Items listed in a dataset

--------------------------------

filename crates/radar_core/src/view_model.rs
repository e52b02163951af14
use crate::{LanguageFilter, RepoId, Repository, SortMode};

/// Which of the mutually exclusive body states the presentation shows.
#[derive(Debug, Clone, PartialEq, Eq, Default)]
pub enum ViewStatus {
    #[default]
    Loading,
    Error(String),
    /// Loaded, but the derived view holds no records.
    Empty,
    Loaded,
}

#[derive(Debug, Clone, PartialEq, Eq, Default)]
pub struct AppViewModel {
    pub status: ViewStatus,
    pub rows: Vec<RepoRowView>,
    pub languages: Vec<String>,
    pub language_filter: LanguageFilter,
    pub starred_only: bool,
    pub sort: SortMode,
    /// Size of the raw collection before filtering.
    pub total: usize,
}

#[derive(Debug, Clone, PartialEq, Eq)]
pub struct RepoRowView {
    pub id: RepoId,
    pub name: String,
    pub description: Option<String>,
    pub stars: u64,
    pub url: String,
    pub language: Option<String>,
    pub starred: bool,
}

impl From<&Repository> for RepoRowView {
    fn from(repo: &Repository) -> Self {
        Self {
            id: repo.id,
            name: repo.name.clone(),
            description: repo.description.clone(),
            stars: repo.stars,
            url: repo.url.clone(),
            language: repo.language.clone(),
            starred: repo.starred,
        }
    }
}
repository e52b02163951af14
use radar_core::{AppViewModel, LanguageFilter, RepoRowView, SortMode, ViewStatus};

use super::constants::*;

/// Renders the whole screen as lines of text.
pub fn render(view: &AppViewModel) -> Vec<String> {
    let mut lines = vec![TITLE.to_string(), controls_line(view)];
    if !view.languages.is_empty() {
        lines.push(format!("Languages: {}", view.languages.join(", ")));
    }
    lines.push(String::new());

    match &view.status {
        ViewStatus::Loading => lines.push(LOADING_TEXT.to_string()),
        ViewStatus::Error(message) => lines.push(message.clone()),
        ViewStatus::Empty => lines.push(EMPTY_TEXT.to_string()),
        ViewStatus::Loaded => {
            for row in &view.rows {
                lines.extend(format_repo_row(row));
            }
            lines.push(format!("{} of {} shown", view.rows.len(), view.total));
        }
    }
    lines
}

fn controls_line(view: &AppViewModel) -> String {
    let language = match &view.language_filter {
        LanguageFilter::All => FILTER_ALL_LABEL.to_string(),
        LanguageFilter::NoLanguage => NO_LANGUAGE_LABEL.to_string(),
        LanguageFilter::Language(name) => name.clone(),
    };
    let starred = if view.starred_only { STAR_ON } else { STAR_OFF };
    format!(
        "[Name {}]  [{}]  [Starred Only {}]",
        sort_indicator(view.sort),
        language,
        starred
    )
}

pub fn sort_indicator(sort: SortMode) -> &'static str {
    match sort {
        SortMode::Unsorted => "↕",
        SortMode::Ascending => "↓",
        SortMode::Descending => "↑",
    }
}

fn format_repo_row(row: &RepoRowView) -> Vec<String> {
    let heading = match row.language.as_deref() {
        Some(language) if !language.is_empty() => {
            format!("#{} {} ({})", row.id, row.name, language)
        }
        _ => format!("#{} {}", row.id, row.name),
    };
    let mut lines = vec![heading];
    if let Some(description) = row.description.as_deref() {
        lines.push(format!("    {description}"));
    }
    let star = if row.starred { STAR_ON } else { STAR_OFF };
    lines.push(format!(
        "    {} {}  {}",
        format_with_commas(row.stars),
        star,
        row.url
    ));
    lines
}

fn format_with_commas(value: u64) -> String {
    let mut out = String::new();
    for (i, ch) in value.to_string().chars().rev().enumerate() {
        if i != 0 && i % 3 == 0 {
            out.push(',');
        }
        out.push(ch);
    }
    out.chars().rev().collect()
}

--------------------------------

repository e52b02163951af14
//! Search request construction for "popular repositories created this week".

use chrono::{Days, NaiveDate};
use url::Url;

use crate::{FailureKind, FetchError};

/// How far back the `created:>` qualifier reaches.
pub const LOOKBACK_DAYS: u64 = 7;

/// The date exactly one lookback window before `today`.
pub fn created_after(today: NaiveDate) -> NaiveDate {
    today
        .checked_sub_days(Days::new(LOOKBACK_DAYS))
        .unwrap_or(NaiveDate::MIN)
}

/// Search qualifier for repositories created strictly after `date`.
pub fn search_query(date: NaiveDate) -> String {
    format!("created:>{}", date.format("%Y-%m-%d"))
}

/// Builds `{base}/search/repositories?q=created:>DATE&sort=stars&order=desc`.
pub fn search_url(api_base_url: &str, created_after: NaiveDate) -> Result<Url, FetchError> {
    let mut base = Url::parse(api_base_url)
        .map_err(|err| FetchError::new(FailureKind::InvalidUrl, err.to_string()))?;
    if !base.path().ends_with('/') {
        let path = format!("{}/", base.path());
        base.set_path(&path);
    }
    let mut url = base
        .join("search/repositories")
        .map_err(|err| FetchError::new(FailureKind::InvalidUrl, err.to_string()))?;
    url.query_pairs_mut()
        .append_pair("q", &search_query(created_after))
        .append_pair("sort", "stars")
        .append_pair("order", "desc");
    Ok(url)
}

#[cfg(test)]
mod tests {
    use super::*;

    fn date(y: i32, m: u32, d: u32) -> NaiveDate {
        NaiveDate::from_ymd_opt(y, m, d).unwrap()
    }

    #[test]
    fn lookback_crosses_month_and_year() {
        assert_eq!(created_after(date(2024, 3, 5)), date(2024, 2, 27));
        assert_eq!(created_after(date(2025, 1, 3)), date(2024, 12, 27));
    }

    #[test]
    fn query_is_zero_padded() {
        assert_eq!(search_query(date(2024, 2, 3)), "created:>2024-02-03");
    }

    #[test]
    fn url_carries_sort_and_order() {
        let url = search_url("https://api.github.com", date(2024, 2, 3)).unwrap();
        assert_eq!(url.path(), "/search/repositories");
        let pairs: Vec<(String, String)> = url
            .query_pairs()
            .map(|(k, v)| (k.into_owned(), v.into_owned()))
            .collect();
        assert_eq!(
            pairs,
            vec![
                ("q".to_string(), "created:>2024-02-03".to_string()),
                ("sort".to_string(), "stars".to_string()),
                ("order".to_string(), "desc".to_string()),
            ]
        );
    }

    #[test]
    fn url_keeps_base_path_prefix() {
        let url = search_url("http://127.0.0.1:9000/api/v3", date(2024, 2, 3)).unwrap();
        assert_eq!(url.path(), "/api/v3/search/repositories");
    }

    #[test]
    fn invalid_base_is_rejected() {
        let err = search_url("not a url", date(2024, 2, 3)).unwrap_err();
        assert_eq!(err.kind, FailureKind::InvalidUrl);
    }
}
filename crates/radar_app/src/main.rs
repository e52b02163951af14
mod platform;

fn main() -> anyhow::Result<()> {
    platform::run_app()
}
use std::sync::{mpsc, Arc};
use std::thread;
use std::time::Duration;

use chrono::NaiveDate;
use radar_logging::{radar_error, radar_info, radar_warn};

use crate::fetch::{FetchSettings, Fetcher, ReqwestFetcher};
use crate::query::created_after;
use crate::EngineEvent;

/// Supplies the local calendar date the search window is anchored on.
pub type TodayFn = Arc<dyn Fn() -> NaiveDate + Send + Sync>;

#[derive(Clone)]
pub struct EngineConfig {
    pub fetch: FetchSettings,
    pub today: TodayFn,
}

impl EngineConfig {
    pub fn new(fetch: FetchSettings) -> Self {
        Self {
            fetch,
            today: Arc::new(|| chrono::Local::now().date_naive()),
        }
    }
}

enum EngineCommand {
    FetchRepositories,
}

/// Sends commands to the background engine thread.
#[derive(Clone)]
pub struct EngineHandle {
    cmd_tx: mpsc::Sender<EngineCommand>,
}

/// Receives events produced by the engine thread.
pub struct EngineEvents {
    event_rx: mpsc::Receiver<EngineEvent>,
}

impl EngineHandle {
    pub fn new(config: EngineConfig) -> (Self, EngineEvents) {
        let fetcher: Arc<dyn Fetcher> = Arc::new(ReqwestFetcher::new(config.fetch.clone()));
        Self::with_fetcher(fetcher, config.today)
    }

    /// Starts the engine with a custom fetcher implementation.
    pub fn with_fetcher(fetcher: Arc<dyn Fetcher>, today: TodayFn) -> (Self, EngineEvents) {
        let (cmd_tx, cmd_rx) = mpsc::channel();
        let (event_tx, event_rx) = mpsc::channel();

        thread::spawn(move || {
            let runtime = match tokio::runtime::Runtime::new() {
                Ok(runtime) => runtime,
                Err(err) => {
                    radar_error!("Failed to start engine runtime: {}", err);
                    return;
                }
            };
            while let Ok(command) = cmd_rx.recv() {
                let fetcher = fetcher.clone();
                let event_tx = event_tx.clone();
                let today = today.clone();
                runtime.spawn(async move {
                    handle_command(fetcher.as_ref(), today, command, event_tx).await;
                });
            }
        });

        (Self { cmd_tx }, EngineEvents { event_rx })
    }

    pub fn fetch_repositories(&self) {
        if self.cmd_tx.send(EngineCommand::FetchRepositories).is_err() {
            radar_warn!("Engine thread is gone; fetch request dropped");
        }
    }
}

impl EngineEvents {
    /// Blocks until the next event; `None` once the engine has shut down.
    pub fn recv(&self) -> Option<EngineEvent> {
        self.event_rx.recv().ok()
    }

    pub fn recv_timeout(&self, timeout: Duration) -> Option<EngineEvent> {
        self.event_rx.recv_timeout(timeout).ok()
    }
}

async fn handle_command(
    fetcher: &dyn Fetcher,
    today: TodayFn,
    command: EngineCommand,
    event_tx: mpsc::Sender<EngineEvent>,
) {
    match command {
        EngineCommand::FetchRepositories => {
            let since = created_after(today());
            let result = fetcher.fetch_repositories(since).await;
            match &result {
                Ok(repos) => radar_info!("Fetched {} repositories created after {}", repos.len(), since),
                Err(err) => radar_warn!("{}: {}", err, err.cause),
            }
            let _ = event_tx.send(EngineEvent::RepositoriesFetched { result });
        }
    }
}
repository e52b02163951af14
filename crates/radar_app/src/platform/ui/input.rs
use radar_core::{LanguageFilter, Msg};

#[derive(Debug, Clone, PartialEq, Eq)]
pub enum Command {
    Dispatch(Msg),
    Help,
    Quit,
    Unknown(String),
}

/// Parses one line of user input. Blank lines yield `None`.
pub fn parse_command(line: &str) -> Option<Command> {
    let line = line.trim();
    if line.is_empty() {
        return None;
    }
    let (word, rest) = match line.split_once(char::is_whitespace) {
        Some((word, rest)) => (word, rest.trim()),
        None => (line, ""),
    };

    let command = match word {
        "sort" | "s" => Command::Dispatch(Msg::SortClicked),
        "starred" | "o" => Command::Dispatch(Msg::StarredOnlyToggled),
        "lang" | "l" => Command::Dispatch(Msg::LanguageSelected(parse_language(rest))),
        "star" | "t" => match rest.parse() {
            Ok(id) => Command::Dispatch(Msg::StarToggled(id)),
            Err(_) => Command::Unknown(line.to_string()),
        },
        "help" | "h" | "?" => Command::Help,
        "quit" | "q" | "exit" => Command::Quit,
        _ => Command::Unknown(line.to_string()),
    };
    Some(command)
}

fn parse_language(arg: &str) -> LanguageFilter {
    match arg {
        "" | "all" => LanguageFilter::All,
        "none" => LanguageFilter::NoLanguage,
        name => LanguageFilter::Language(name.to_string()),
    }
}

--------------------------------

Instructions to follow
Copy out only the lines of the records above from the one with "pub struct EngineHandle" through the one with "pub fn new(config: EngineConfig)", exactly as they stand, both included.

Result for this task
pub struct EngineHandle {
    cmd_tx: mpsc::Sender<EngineCommand>,
}

/// Receives events produced by the engine thread.
pub struct EngineEvents {
    event_rx: mpsc::Receiver<EngineEvent>,
}

impl EngineHandle {
    pub fn new(config: EngineConfig) -> (Self, EngineEvents) {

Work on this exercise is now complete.